• [Description of the task]: Find the word "changed" in the data, then copy each line where it is found.

• [Data for this task]:
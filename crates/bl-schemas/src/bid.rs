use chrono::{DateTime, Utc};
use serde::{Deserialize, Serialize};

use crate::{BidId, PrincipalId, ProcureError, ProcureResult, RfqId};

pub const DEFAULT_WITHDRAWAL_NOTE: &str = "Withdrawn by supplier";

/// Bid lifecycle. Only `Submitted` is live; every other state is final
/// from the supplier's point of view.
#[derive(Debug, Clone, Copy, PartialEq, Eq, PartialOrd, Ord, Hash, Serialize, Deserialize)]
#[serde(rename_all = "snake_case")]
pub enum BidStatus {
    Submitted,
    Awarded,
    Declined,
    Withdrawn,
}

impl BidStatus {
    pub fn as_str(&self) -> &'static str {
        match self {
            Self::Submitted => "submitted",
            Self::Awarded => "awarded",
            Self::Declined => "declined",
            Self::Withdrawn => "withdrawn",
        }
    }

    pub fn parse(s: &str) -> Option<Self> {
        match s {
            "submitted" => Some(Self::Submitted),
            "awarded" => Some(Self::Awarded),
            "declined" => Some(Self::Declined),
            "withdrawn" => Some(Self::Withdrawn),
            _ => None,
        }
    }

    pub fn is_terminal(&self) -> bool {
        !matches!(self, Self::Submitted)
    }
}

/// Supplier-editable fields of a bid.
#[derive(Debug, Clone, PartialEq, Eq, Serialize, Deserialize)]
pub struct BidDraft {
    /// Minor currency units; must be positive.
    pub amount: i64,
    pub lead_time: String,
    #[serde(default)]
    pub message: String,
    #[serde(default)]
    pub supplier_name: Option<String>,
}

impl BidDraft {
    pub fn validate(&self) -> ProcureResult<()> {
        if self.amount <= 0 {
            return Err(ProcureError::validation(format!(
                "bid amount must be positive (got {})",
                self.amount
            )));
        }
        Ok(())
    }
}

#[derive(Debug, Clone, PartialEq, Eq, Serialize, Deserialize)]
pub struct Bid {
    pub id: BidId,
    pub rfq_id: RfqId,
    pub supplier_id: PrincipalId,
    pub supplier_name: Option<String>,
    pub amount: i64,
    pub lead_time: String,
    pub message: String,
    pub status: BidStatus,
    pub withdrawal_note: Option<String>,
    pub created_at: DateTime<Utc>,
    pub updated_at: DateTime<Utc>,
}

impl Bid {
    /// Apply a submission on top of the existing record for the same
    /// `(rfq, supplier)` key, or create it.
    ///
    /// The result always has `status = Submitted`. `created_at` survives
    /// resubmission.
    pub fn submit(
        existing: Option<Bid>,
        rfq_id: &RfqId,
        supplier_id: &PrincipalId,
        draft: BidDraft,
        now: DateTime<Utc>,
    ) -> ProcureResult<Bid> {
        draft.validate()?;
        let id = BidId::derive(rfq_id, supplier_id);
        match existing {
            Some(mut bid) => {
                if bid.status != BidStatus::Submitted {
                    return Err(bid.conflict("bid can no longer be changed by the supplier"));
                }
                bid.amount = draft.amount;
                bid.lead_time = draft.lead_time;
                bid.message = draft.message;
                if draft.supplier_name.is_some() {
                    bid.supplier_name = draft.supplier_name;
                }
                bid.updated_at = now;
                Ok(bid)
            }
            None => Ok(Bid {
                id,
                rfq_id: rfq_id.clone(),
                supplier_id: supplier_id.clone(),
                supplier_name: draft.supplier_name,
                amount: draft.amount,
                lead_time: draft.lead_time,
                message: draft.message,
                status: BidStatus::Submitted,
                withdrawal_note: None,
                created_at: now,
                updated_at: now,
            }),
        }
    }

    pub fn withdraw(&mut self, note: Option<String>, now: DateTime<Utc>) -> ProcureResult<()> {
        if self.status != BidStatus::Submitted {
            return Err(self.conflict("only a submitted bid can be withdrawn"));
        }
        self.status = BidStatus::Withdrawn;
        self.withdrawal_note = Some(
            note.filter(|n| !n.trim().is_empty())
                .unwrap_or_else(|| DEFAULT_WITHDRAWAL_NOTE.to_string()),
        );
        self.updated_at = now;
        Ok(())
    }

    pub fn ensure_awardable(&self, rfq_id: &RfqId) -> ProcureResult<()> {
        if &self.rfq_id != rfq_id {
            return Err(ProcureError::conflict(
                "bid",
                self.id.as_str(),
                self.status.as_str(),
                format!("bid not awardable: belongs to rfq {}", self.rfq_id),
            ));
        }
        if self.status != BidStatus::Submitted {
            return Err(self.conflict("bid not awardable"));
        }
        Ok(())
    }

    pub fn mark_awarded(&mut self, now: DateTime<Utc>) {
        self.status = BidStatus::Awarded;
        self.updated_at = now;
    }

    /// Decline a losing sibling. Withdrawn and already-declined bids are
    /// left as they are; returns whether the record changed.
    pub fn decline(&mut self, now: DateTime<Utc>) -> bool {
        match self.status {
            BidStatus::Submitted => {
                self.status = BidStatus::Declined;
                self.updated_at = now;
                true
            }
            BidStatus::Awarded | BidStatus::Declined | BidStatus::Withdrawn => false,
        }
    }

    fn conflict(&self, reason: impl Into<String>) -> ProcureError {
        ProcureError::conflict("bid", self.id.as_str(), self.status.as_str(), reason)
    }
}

• [Task response]:
                    return Err(bid.conflict("bid can no longer be changed by the supplier"));
    /// left as they are; returns whether the record changed.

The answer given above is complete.